What’s Inside: In this article, I share my personal experience with using the Click and Grow Smart Garden. I give you the full scoop on what I do and don’t like about it, and I also provide alternatives.

When someone from the Click and Grow company reached out to me to see if I’d review their Smart Garden 9, I agreed. In this article, I share an honest Click and Grow review. I show the unboxing, and give my first impressions. I also share what I see as the pros and cons of Click and Grow, and what I do and don’t like about it.

Key Takeaways

  • Click and Grow Gardens are aesthetically pleasing
  • They are easy to use and easy to clean
  • The replacement pods are a bit pricey – but I share some cheaper alternatives
  • Click and Grow Smart Gardens are commonly referred to as hydroponic, but unlike hydroponics, they use soil.
  • They use very little electricity, so you won’t see a big impact on your electric bill, even if you have several Click and Grow gardens.

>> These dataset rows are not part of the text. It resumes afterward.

//! # Node Configuration
//!
//! Runtime configuration for the devnet node, stored as `config.json` in
//! the data directory. Every field has a default, so a partial file (or no
//! file at all) yields a working node. CLI flags override the file.

use std::path::{Path, PathBuf};

use anyhow::{bail, Context, Result};
use multivault_protocol::config::PRICE_PRECISION;
use multivault_protocol::{Address, Amount};
use serde::{Deserialize, Serialize};

use crate::cli::RunArgs;

/// File name looked up inside the data directory.
pub const CONFIG_FILE_NAME: &str = "config.json";

const ONE: Amount = PRICE_PRECISION;

#[derive(Debug, Clone, PartialEq, Serialize, Deserialize)]
#[serde(default)]
pub struct NodeConfig {
    /// Network label reported by `/status`.
    pub network: String,
    pub rpc_port: u16,
    pub metrics_port: u16,
    /// Default `EnvFilter` directives when `RUST_LOG` is unset.
    pub log_level: String,
    /// `pretty` or `json`.
    pub log_format: String,
    /// Wall-clock milliseconds per simulated block.
    pub block_time_ms: u64,
    /// Simulated gas price, native units per gas.
    pub gas_price: u64,
    pub keeper_interval_secs: u64,
    pub vault: VaultSection,
    pub roles: RolesSection,
}

/// The single simulated vault the node serves.
#[derive(Debug, Clone, PartialEq, Serialize, Deserialize)]
#[serde(default)]
pub struct VaultSection {
    pub address: Address,
    pub name: String,
    pub symbol: String,
    pub assets: Vec<AssetSection>,
    /// LP token the strategy can take in place of the basket.
    pub underlying: Option<Address>,
    /// Account that backs underlying conversions.
    pub pool: Address,
    /// Accounts credited with `faucet_amount` of every asset at startup.
    pub faucet_accounts: Vec<Address>,
    pub faucet_amount: Amount,
    /// Rewards per asset queued before each keeper harvest.
    pub reward_per_harvest: Amount,
    /// Native currency the vault starts with for gas reimbursement.
    pub native_float: Amount,
}

#[derive(Debug, Clone, PartialEq, Serialize, Deserialize)]
pub struct AssetSection {
    pub address: Address,
    /// USD price, 18 decimals.
    pub price: Amount,
    /// Strategy value of one token, 18 decimals.
    pub unit_value: Amount,
}

#[derive(Debug, Clone, PartialEq, Serialize, Deserialize)]
#[serde(default)]
pub struct RolesSection {
    pub governance: Address,
    pub operators: Vec<Address>,
    /// Address of the batch harvester, as vaults see it.
    pub hard_worker: Address,
    /// Owner of the batch harvester.
    pub owner: Address,
    /// Account the keeper loop calls the harvester from.
    pub dedicated_server: Address,
}

impl Default for NodeConfig {
    fn default() -> Self {
        Self {
            network: "devnet".into(),
            rpc_port: 9841,
            metrics_port: 9842,
            log_level: crate::logging::DEFAULT_RUN_FILTER.into(),
            log_format: "pretty".into(),
            block_time_ms: 2_000,
            gas_price: 1_000_000_000,
            keeper_interval_secs: 60,
            vault: VaultSection::default(),
            roles: RolesSection::default(),
        }
    }
}

impl Default for VaultSection {
    fn default() -> Self {
        Self {
            address: Address::new("0x00000000000000000000000000000000000a0001"),
            name: "MultiVault WETH-USDC".into(),
            symbol: "mvWETHUSDC".into(),
            assets: vec![
                AssetSection {
                    address: Address::new("0x00000000000000000000000000000000000e0001"),
                    price: 2_000 * ONE,
                    unit_value: ONE,
                },
                AssetSection {
                    address: Address::new("0x00000000000000000000000000000000000e0002"),
                    price: ONE,
                    unit_value: ONE / 2_000,
                },
            ],
            underlying: Some(Address::new("0x00000000000000000000000000000000000e00f0")),
            pool: Address::new("0x00000000000000000000000000000000000e00f1"),
            faucet_accounts: vec![
                Address::new("0x00000000000000000000000000000000000000a1"),
                Address::new("0x00000000000000000000000000000000000000b0"),
            ],
            faucet_amount: 1_000_000 * ONE,
            reward_per_harvest: 0,
            native_float: ONE,
        }
    }
}

impl Default for RolesSection {
    fn default() -> Self {
        Self {
            governance: Address::new("0x0000000000000000000000000000000000000060"),
            operators: Vec::new(),
            hard_worker: Address::new("0x0000000000000000000000000000000000000077"),
            owner: Address::new("0x0000000000000000000000000000000000000070"),
            dedicated_server: Address::new("0x00000000000000000000000000000000000005e5"),
        }
    }
}

impl NodeConfig {
    /// Reads a config file.
    pub fn load(path: &Path) -> Result<Self> {
        let raw = std::fs::read_to_string(path)
            .with_context(|| format!("failed to read config file {}", path.display()))?;
        let config: NodeConfig = serde_json::from_str(&raw)
            .with_context(|| format!("failed to parse config file {}", path.display()))?;
        config.validate()?;
        Ok(config)
    }

    /// Resolves the config for `run`: the explicit path if given, else
    /// `config.json` in the data directory, else defaults.
    pub fn resolve(explicit: Option<&Path>, data_dir: &Path) -> Result<Self> {
        match explicit {
            Some(path) => Self::load(path),
            None => {
                let path = Self::default_path(data_dir);
                if path.exists() {
                    Self::load(&path)
                } else {
                    tracing::warn!(path = %path.display(), "no config file, using defaults");
                    Ok(Self::default())
                }
            }
        }
    }

    pub fn default_path(data_dir: &Path) -> PathBuf {
        data_dir.join(CONFIG_FILE_NAME)
    }

    /// Writes the config as pretty JSON.
    pub fn save(&self, path: &Path) -> Result<()> {
        let body = serde_json::to_string_pretty(self).context("failed to encode config")?;
        std::fs::write(path, body)
            .with_context(|| format!("failed to write config file {}", path.display()))
    }

    /// Applies the CLI flags that were set.
    pub fn apply_overrides(&mut self, args: &RunArgs) {
        if let Some(port) = args.rpc_port {
            self.rpc_port = port;
        }
        if let Some(port) = args.metrics_port {
            self.metrics_port = port;
        }
        if let Some(secs) = args.keeper_interval_secs {
            self.keeper_interval_secs = secs;
        }
        if let Some(format) = &args.log_format {
            self.log_format = format.clone();
        }
    }

    /// Rejects configs the node cannot run with.
    pub fn validate(&self) -> Result<()> {
        if self.vault.assets.is_empty() {
            bail!("vault.assets must list at least one asset");
        }
        if let Some(asset) = self
            .vault
            .assets
            .iter()
            .find(|a| a.price == 0 || a.unit_value == 0)
        {
            bail!("asset {} needs a non-zero price and unit_value", asset.address);
        }
        if self.block_time_ms == 0 {
            bail!("block_time_ms must be non-zero");
        }
        if self.keeper_interval_secs == 0 {
            bail!("keeper_interval_secs must be non-zero");
        }
        if self.rpc_port == self.metrics_port {
            bail!("rpc_port and metrics_port must differ");
        }
        Ok(())
    }
}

This article includes affiliate links.

Click and Grow Unboxing

The outside of the box on the Click and Grow Smart Garden 9

Click and Grow Smart Garden stands out, right from the start, with the packaging. It’s clean, crisp, and very sturdy. Let’s face it; there’s a lot of less than exciting packing out there. Flimsy boxes with uninspiring photos are the norm. As soon as you pick up the box, you know it’s a quality product.

Instructions on the inside of the box of the Click and Grow Smart Garden 9

Another nice touch that I always appreciate is that the box includes clear and simple instructions. Although the instructions on the box are in English, it is easy to understand them without actually reading anything. As the saying goes, “A picture is worth 1,000 words” and that’s certainly true with this product.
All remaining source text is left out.